* Task details *
Copy all of the data below without altering a single line.

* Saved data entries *

-------

//! Application state and TUI event loop for the NOx report.
//!
//! [`App`] owns the theme, the four chart specs and the yearly summary
//! rows. The user pages between views; nothing is recomputed while the
//! report is open.

use std::io;
use std::time::Duration;

use crossterm::{
    event::{self, Event, KeyCode, KeyEvent, KeyEventKind, KeyModifiers},
    execute,
    terminal::{disable_raw_mode, enable_raw_mode, EnterAlternateScreen, LeaveAlternateScreen},
};
use ratatui::{
    backend::CrosstermBackend,
    layout::{Constraint, Layout},
    text::{Line, Span},
    widgets::Paragraph,
    Frame, Terminal,
};

use nox_core::limits::HOURLY_LIMIT_UGM3;
use nox_core::models::{NoxSeries, YearlyStat};

use crate::chart_view::{self, ChartSpec};
use crate::table_view::{self, TableRowData};
use crate::themes::Theme;

// ── View ──────────────────────────────────────────────────────────────────────

/// Which page the TUI is currently rendering.
#[derive(Debug, Clone, Copy, PartialEq, Eq)]
pub enum View {
    /// One of the charts, by position in [`App::charts`].
    Chart(usize),
    /// Per-year summary table.
    Summary,
}

// ── App ───────────────────────────────────────────────────────────────────────

/// Root application state for the NOx report TUI.
pub struct App {
    /// Active colour theme.
    pub theme: Theme,
    /// Charts in report order.
    pub charts: Vec<ChartSpec>,
    /// Rows of the summary table.
    pub rows: Vec<TableRowData>,
    /// Page currently shown.
    pub view: View,
    /// Free-form status text shown in the footer.
    pub status: String,
    /// Hourly value the exceedance chart and table column count against.
    pub exceedance_threshold: f64,
    /// Set to `true` to break out of the event loop on the next iteration.
    pub should_quit: bool,
}

impl App {
    /// Build the report for `series` and its yearly statistics.
    pub fn new(theme_name: &str, series: &NoxSeries, yearly: &[YearlyStat]) -> Self {
        Self {
            theme: Theme::from_name(theme_name),
            charts: ChartSpec::all(series),
            rows: table_view::rows_from_stats(yearly),
            view: View::Chart(0),
            status: String::new(),
            exceedance_threshold: HOURLY_LIMIT_UGM3,
            should_quit: false,
        }
    }

    /// Label the exceedance chart and table column with `threshold`.
    pub fn with_exceedance_threshold(mut self, threshold: f64) -> Self {
        self.exceedance_threshold = threshold;
        self.charts = self
            .charts
            .into_iter()
            .map(|c| c.with_exceedance_threshold(threshold))
            .collect();
        self
    }

    pub fn with_status(mut self, status: impl Into<String>) -> Self {
        self.status = status.into();
        self
    }

    // ── Navigation ────────────────────────────────────────────────────────────

    /// Number of pages: every chart plus the summary table.
    pub fn page_count(&self) -> usize {
        self.charts.len() + 1
    }

    fn page_index(&self) -> usize {
        match self.view {
            View::Chart(i) => i,
            View::Summary => self.charts.len(),
        }
    }

    fn set_page(&mut self, index: usize) {
        self.view = if index < self.charts.len() {
            View::Chart(index)
        } else {
            View::Summary
        };
    }

    /// Advance to the next page, wrapping around.
    pub fn next_view(&mut self) {
        let next = (self.page_index() + 1) % self.page_count();
        self.set_page(next);
    }

    /// Go back to the previous page, wrapping around.
    pub fn previous_view(&mut self) {
        let count = self.page_count();
        let prev = (self.page_index() + count - 1) % count;
        self.set_page(prev);
    }

    /// Apply one key press. Returns `true` when the view changed.
    ///
    /// `→`/`Tab`/`l` go forward, `←`/`BackTab`/`h` go back, `s` jumps to the
    /// summary and `q`, `Esc` or `Ctrl+C` quit.
    pub fn handle_key(&mut self, key: KeyEvent) -> bool {
        let before = self.view;
        match key.code {
            KeyCode::Char('c') if key.modifiers.contains(KeyModifiers::CONTROL) => {
                self.should_quit = true;
            }
            KeyCode::Char('q') | KeyCode::Char('Q') | KeyCode::Esc => self.should_quit = true,
            KeyCode::Right | KeyCode::Tab | KeyCode::Char('l') => self.next_view(),
            KeyCode::Left | KeyCode::BackTab | KeyCode::Char('h') => self.previous_view(),
            KeyCode::Char('s') => self.view = View::Summary,
            KeyCode::Char(c) if c.is_ascii_digit() => {
                if let Some(i) = c.to_digit(10).and_then(|d| (d as usize).checked_sub(1)) {
                    if i < self.page_count() {
                        self.set_page(i);
                    }
                }
            }
            _ => {}
        }
        self.view != before
    }

    // ── Event loop ────────────────────────────────────────────────────────────

    /// Run the report TUI until the user quits.
    ///
    /// Uses `crossterm::event::poll` with a 250 ms timeout so the loop stays
    /// on the current thread.
    pub fn run(mut self) -> io::Result<()> {
        enable_raw_mode()?;
        let mut stdout = io::stdout();
        execute!(stdout, EnterAlternateScreen)?;
        let backend = CrosstermBackend::new(stdout);
        let mut terminal = Terminal::new(backend)?;

        let result = self.event_loop(&mut terminal);

        // Restore terminal state unconditionally.
        disable_raw_mode()?;
        execute!(terminal.backend_mut(), LeaveAlternateScreen)?;
        terminal.show_cursor()?;

        result
    }

    fn event_loop(
        &mut self,
        terminal: &mut Terminal<CrosstermBackend<io::Stdout>>,
    ) -> io::Result<()> {
        let tick_rate = Duration::from_millis(250);

        while !self.should_quit {
            terminal.draw(|frame| self.render(frame))?;

            if event::poll(tick_rate)? {
                if let Event::Key(key) = event::read()? {
                    if key.kind == KeyEventKind::Press {
                        self.handle_key(key);
                    }
                }
            }
        }
        Ok(())
    }

    // ── Rendering ─────────────────────────────────────────────────────────────

    /// Render the current page and footer into `frame`.
    pub fn render(&self, frame: &mut Frame) {
        let [body, footer] =
            Layout::vertical([Constraint::Min(0), Constraint::Length(1)]).areas(frame.area());

        match self.view {
            View::Chart(i) => match self.charts.get(i) {
                Some(spec) => chart_view::render_chart(frame, body, spec, &self.theme),
                None => chart_view::render_no_data(frame, body, "NOx", &self.theme),
            },
            View::Summary => table_view::render_table_view(
                frame,
                body,
                &self.rows,
                self.exceedance_threshold,
                &self.theme,
            ),
        }

        let mut spans = vec![Span::styled(
            format!(" {}/{} ", self.page_index() + 1, self.page_count()),
            self.theme.title,
        )];
        if !self.status.is_empty() {
            spans.push(Span::styled(format!("{}  ", self.status), self.theme.text));
        }
        spans.push(Span::styled(
            "←/→ switch view · s summary · q quit",
            self.theme.dim,
        ));
        frame.render_widget(Paragraph::new(Line::from(spans)), footer);
    }
}

// ── Tests ──────────────────────────────────────────────────────────────────────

-------

* Result for this exercise *
//! Application state and TUI event loop for the NOx report.
//!
//! [`App`] owns the theme, the four chart specs and the yearly summary
//! rows. The user pages between views; nothing is recomputed while the
//! report is open.

use std::io;
use std::time::Duration;

use crossterm::{
    event::{self, Event, KeyCode, KeyEvent, KeyEventKind, KeyModifiers},
    execute,
    terminal::{disable_raw_mode, enable_raw_mode, EnterAlternateScreen, LeaveAlternateScreen},
};
use ratatui::{
    backend::CrosstermBackend,
    layout::{Constraint, Layout},
    text::{Line, Span},
    widgets::Paragraph,
    Frame, Terminal,
};

use nox_core::limits::HOURLY_LIMIT_UGM3;
use nox_core::models::{NoxSeries, YearlyStat};

use crate::chart_view::{self, ChartSpec};
use crate::table_view::{self, TableRowData};
use crate::themes::Theme;

// ── View ──────────────────────────────────────────────────────────────────────

/// Which page the TUI is currently rendering.
#[derive(Debug, Clone, Copy, PartialEq, Eq)]
pub enum View {
    /// One of the charts, by position in [`App::charts`].
    Chart(usize),
    /// Per-year summary table.
    Summary,
}

// ── App ───────────────────────────────────────────────────────────────────────

/// Root application state for the NOx report TUI.
pub struct App {
    /// Active colour theme.
    pub theme: Theme,
    /// Charts in report order.
    pub charts: Vec<ChartSpec>,
    /// Rows of the summary table.
    pub rows: Vec<TableRowData>,
    /// Page currently shown.
    pub view: View,
    /// Free-form status text shown in the footer.
    pub status: String,
    /// Hourly value the exceedance chart and table column count against.
    pub exceedance_threshold: f64,
    /// Set to `true` to break out of the event loop on the next iteration.
    pub should_quit: bool,
}

impl App {
    /// Build the report for `series` and its yearly statistics.
    pub fn new(theme_name: &str, series: &NoxSeries, yearly: &[YearlyStat]) -> Self {
        Self {
            theme: Theme::from_name(theme_name),
            charts: ChartSpec::all(series),
            rows: table_view::rows_from_stats(yearly),
            view: View::Chart(0),
            status: String::new(),
            exceedance_threshold: HOURLY_LIMIT_UGM3,
            should_quit: false,
        }
    }

    /// Label the exceedance chart and table column with `threshold`.
    pub fn with_exceedance_threshold(mut self, threshold: f64) -> Self {
        self.exceedance_threshold = threshold;
        self.charts = self
            .charts
            .into_iter()
            .map(|c| c.with_exceedance_threshold(threshold))
            .collect();
        self
    }

    pub fn with_status(mut self, status: impl Into<String>) -> Self {
        self.status = status.into();
        self
    }

    // ── Navigation ────────────────────────────────────────────────────────────

    /// Number of pages: every chart plus the summary table.
    pub fn page_count(&self) -> usize {
        self.charts.len() + 1
    }

    fn page_index(&self) -> usize {
        match self.view {
            View::Chart(i) => i,
            View::Summary => self.charts.len(),
        }
    }

    fn set_page(&mut self, index: usize) {
        self.view = if index < self.charts.len() {
            View::Chart(index)
        } else {
            View::Summary
        };
    }

    /// Advance to the next page, wrapping around.
    pub fn next_view(&mut self) {
        let next = (self.page_index() + 1) % self.page_count();
        self.set_page(next);
    }

    /// Go back to the previous page, wrapping around.
    pub fn previous_view(&mut self) {
        let count = self.page_count();
        let prev = (self.page_index() + count - 1) % count;
        self.set_page(prev);
    }

    /// Apply one key press. Returns `true` when the view changed.
    ///
    /// `→`/`Tab`/`l` go forward, `←`/`BackTab`/`h` go back, `s` jumps to the
    /// summary and `q`, `Esc` or `Ctrl+C` quit.
    pub fn handle_key(&mut self, key: KeyEvent) -> bool {
        let before = self.view;
        match key.code {
            KeyCode::Char('c') if key.modifiers.contains(KeyModifiers::CONTROL) => {
                self.should_quit = true;
            }
            KeyCode::Char('q') | KeyCode::Char('Q') | KeyCode::Esc => self.should_quit = true,
            KeyCode::Right | KeyCode::Tab | KeyCode::Char('l') => self.next_view(),
            KeyCode::Left | KeyCode::BackTab | KeyCode::Char('h') => self.previous_view(),
            KeyCode::Char('s') => self.view = View::Summary,
            KeyCode::Char(c) if c.is_ascii_digit() => {
                if let Some(i) = c.to_digit(10).and_then(|d| (d as usize).checked_sub(1)) {
                    if i < self.page_count() {
                        self.set_page(i);
                    }
                }
            }
            _ => {}
        }
        self.view != before
    }

    // ── Event loop ────────────────────────────────────────────────────────────

    /// Run the report TUI until the user quits.
    ///
    /// Uses `crossterm::event::poll` with a 250 ms timeout so the loop stays
    /// on the current thread.
    pub fn run(mut self) -> io::Result<()> {
        enable_raw_mode()?;
        let mut stdout = io::stdout();
        execute!(stdout, EnterAlternateScreen)?;
        let backend = CrosstermBackend::new(stdout);
        let mut terminal = Terminal::new(backend)?;

        let result = self.event_loop(&mut terminal);

        // Restore terminal state unconditionally.
        disable_raw_mode()?;
        execute!(terminal.backend_mut(), LeaveAlternateScreen)?;
        terminal.show_cursor()?;

        result
    }

    fn event_loop(
        &mut self,
        terminal: &mut Terminal<CrosstermBackend<io::Stdout>>,
    ) -> io::Result<()> {
        let tick_rate = Duration::from_millis(250);

        while !self.should_quit {
            terminal.draw(|frame| self.render(frame))?;

            if event::poll(tick_rate)? {
                if let Event::Key(key) = event::read()? {
                    if key.kind == KeyEventKind::Press {
                        self.handle_key(key);
                    }
                }
            }
        }
        Ok(())
    }

    // ── Rendering ─────────────────────────────────────────────────────────────

    /// Render the current page and footer into `frame`.
    pub fn render(&self, frame: &mut Frame) {
        let [body, footer] =
            Layout::vertical([Constraint::Min(0), Constraint::Length(1)]).areas(frame.area());

        match self.view {
            View::Chart(i) => match self.charts.get(i) {
                Some(spec) => chart_view::render_chart(frame, body, spec, &self.theme),
                None => chart_view::render_no_data(frame, body, "NOx", &self.theme),
            },
            View::Summary => table_view::render_table_view(
                frame,
                body,
                &self.rows,
                self.exceedance_threshold,
                &self.theme,
            ),
        }

        let mut spans = vec![Span::styled(
            format!(" {}/{} ", self.page_index() + 1, self.page_count()),
            self.theme.title,
        )];
        if !self.status.is_empty() {
            spans.push(Span::styled(format!("{}  ", self.status), self.theme.text));
        }
        spans.push(Span::styled(
            "←/→ switch view · s summary · q quit",
            self.theme.dim,
        ));
        frame.render_widget(Paragraph::new(Line::from(spans)), footer);
    }
}

// ── Tests ──────────────────────────────────────────────────────────────────────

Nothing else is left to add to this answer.